5 Things to Know About Morphea

  • Morphea is a rare condition that affects the skin.
    Morphea is a rare condition in which firm, discolored, oval-shaped patches occur on the skin. Over time, these patches, also called lesions or plaques, may change size or go away suddenly. About half of all morphea patients are children, though the condition is not hereditary. Without treatment, the lesions often go away on their own within three to five years, but new lesions usually appear over a person’s lifetime. If the condition goes deeper than skin level, it may spread quickly, so early diagnosis and prompt treatment are important. Find out more morphea facts here.
  • 1. Morphea is an autoimmune disorder.
    Morphea is one type of autoimmune disease, which occurs when the body’s immune system attacks its own healthy cells. You can’t catch morphea from someone else, and you can’t pass it on if you have it. Morphea also isn’t an infection or cancerous. Instead, morphea is a form of scleroderma, which is a chronic autoimmune rheumatic disorder that causes hardening of the skin and sometimes deeper tissues under the skin as well. There are two types of scleroderma—localized and systemic scleroderma—and morphea falls under the localized category.
  • 2. There are four types of morphea.
    The four types include circumscribed, generalized, linear, and pansclerotic morphea. Someone with circumscribed morphea may have a few or even just one discolored patch of skin that usually has a red border and thick, pale center. Generalized morphea involves more than four patches on several areas of the body. Linear morphea involves linear lesions on the skin surface and also deeper beneath the skin. Pansclerotic morphea affects deeper skin tissue and muscles, joints or bones. This type of morphea may also restrict movement because it affects the joints.

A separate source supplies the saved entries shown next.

//! Tree materialization for Canopy.
//!
//! Collapses a flat set of `(path, fingerprint)` pairs (a snapshot of the
//! staging index) into a hierarchy of canonical tree objects, persisting
//! each level into the object store bottom-up. The returned root
//! fingerprint uniquely identifies the entire staged snapshot: it depends
//! only on the set of pairs, never on their input order.
//!
//! # Key Types
//!
//! - [`TreeBuilder`] -- recursive partition-by-first-segment materializer
//! - [`BuildError`] -- error taxonomy for materialization

pub mod builder;
pub mod error;

pub use builder::TreeBuilder;
pub use error::{BuildError, BuildResult};
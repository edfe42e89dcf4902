//! Content hashing for Canopy.
//!
//! Provides the deterministic fingerprint function over byte content that
//! every object identity in the system derives from. Hashing wraps an
//! established digest implementation, no custom cryptography.
//!
//! Fingerprints are computed over *normalized* bytes: a single leading
//! byte-order-mark is stripped and all line terminators are rewritten to
//! `\n`. Normalization exists only in hash space: stored payloads keep
//! their original bytes. This makes logically identical text checked out
//! on different operating systems fingerprint identically.

pub mod hasher;

pub use hasher::ContentHasher;
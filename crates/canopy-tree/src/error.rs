//! Error types for tree materialization.

use canopy_types::TypeError;

/// Errors that can occur while materializing a tree.
#[derive(Debug, thiserror::Error)]
pub enum BuildError {
    /// A build was requested with zero entries: nothing is staged, there
    /// is no root to build.
    #[error("cannot build a tree from an empty entry set")]
    EmptyInput,

    /// One path names both a file and a directory (`a` next to `a/b`).
    #[error("path conflict: {path:?} is both a file and a directory")]
    PathConflict { path: String },

    /// An invalid path was provided.
    #[error(transparent)]
    InvalidPath(#[from] TypeError),

    /// Store operation failed. Includes `NotFound` when an entry's blob
    /// was never persisted; re-stage and retry.
    #[error("store error: {0}")]
    Store(#[from] canopy_store::StoreError),
}

/// Convenience alias for build results.
pub type BuildResult<T> = Result<T, BuildError>;
//! The closed set of transduction target formats.
//!
//! New output formats are new variants plus a match arm in the
//! template and mask builders; the set is small and closed, so a
//! plain enum beats a trait object here.

use std::fmt;
use std::str::FromStr;

use crate::Error;

/// Output format of a transduction.
#[derive(Debug, Clone, Copy, PartialEq, Eq)]
pub enum Target {
    /// Pretty-printed JSON array of objects. The only implemented
    /// target.
    Json,
    /// CSV re-emission. Reserved; requesting it fails with
    /// [`UnsupportedTarget`](Error::UnsupportedTarget).
    Csv,
}

impl Target {
    /// Lower-case name, as written on the command line.
    pub fn as_str(&self) -> &'static str {
        match self {
            Target::Json => "json",
            Target::Csv => "csv",
        }
    }
}

impl fmt::Display for Target {
    fn fmt(&self, f: &mut fmt::Formatter<'_>) -> fmt::Result {
        f.write_str(self.as_str())
    }
}

impl FromStr for Target {
    type Err = Error;

    fn from_str(s: &str) -> Result<Self, Error> {
        match s {
            "json" => Ok(Target::Json),
            "csv" => Ok(Target::Csv),
            other => Err(Error::InvalidArgument(format!(
                "unknown target format {other:?}"
            ))),
        }
    }
}

#[cfg(test)]
mod tests {
    use super::*;

    #[test]
    fn parse_and_display() {
        assert_eq!("json".parse::<Target>().unwrap(), Target::Json);
        assert_eq!("csv".parse::<Target>().unwrap(), Target::Csv);
        assert_eq!(Target::Json.to_string(), "json");
    }

    #[test]
    fn unknown_target_is_an_argument_error() {
        let err = "xml".parse::<Target>().unwrap_err();
        assert!(matches!(err, Error::InvalidArgument(_)), "got {err:?}");
    }
}
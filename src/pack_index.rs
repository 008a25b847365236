/*! Pack index streams.

An index stream summarises another stream at pack granularity: bit *j*
is set iff the *j*-th `pack_size`-bit window contains at least one set
bit. A pack-wise scanner can then hop straight to the packs worth
looking at, which is the whole trick behind the field-width scan.
*/

use crate::bitstream::BitStream;
use crate::{Result, validate};

/// Build the index stream of `stream` at `pack_size` granularity.
///
/// Scanning jumps from set bit to set bit, so wholly empty packs cost
/// nothing and the scan terminates as soon as the residual stream is
/// exhausted. Fails with [`InvalidArgument`](crate::Error::InvalidArgument)
/// unless `pack_size` is a positive power of two.
pub fn create_index(stream: &BitStream, pack_size: usize) -> Result<BitStream> {
    validate::check_pack_size(pack_size)?;
    let mut index = BitStream::new();
    let mut pos = 0;
    while let Some(p) = stream.next_set(pos) {
        let pack = p / pack_size;
        index.set(pack);
        pos = (pack + 1) * pack_size;
    }
    Ok(index)
}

    Adults are more likely to develop circumscribed or generalized morphea, while children are more likely to have linear or pansclerotic morphea.
  • 3. Morphea has no known cause and may come with other symptoms.
    While there’s no known morphea cause, some types of infections have been considered possible triggers for the condition. These infections include measles, hepatitis B, Epstein-Barr, and Lyme disease. Medications, cancer, and radiation have also been associated with morphea. The main symptom of morphea is the development of thick, tight patches of skin caused by excessive collagen buildup. But other symptoms may also be present, including fever, fatigue, swollen lymph nodes, joint pain, and antibody abnormalities, among others.
  • 4. Treatments for morphea are available, although not always necessary.
    Morphea treatments help control or reduce symptoms, but cannot cure the condition. People with mild cases of morphea, with few lesions that aren’t spreading, may choose not to have treatment or treat only with a topical cream or ointment to soften the plaques and reduce itching. In these cases, the lesions usually clear up on their own within five years. However, if plaques are on a person’s face, over joints, or extend deep under the skin or into muscles, it’s advisable to begin some type of treatment to prevent morphea progression. In children, morphea affecting the head or neck can cause permanent eye damage.
  • 5. Morphea treatments come with side effects ranging from mild to very serious.
    Medicated topical creams with vitamin D can help soften and improve the appearance of morphea lesions. This kind of cream may burn, sting or cause a rash. A corticosteroid cream can help reduce inflammation of the skin, but can cause thinning of the skin when used for prolonged periods. Phototherapy, which is ultraviolet light therapy, penetrates deeper into the skin and may be more effective for widespread or more severe cases of morphea. Immunosuppressants are typically reserved for severe or widespread morphea because some come with more serious, even potentially life-threatening, side effects.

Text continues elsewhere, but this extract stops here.